Los tres guardaron silencio, Vass'aroth se imaginó de inmediato lo dicho y cerró los ojos para pensar en otra cosa. No podía cuestionarse que fuera real o no, sabía que Haldión podía ser capaz de todo, y nunca preguntaría por ello. Pero rozaba la locura, le parecía irrisorio, asqueroso, vil y ruin.

—Lo noto, señor —respondió su guardia.

—Nada de lo que hago les parece bien, pero no me importa, ya lárguense —ordenó, mientras bailaba de nuevo. La fiesta no se detuvo la noche anterior, siguió, oculto entre la oscuridad del castillo, entre las paredes insonoras, a las faldas de los ricos.

Se levantó, cansada. Estaba consciente de que había dormido demasiado, pero el cansancio no provenía de su estado físico, sino mental.

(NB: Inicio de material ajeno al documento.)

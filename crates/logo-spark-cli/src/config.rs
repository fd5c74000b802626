use std::path::Path;

/// Loads `.env` from the crate directory, then from the working directory.
/// Variables already set in the process environment win.
pub fn init() {
    let _ = dotenvy::from_path(Path::new(
        format!("{}/.env", env!("CARGO_MANIFEST_DIR")).as_str(),
    ));
    dotenvy::dotenv().ok();
}
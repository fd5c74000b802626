//! `logo-spark`: generate logos from the terminal and manage saved ones.

mod cli;
mod config;
mod generate;
mod saved;

use clap::Parser;

use crate::cli::{Cli, Command};

#[tokio::main]
async fn main() -> anyhow::Result<()> {
    config::init();
    logo_stream::init_observability();

    let cli = Cli::parse();
    match cli.command {
        Command::Generate(args) => generate::run(args).await,
        Command::Saved(command) => saved::run(command).await,
        Command::Login { username, password } => saved::login(&username, &password).await,
        Command::Register {
            username,
            password,
            name,
        } => saved::register(&username, &password, &name).await,
    }
}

Sus ojos abrieron ante una pared repleta de papel tapiz, le pareció viejo, insípido y repetitivo. Sus labios dolían y su cabeza también. Hasta que su mirada reposó en una silueta recostada en su cama.

La mujer dio un respingo, moviéndose con brusquedad, logrando quedar suspendida por unas cadenas que le impedían caer.

—Tranquila, mi señora —repuso Ágaros, viéndola en tan incómoda posición. Extendió su mano y la sacó sin ningún esfuerzo. Selena abrió los ojos con impresión, su fuerza no concordaba con su anatomía—. ¿Qué iba a decir? —preguntó, interrumpiéndola de sus pensamientos.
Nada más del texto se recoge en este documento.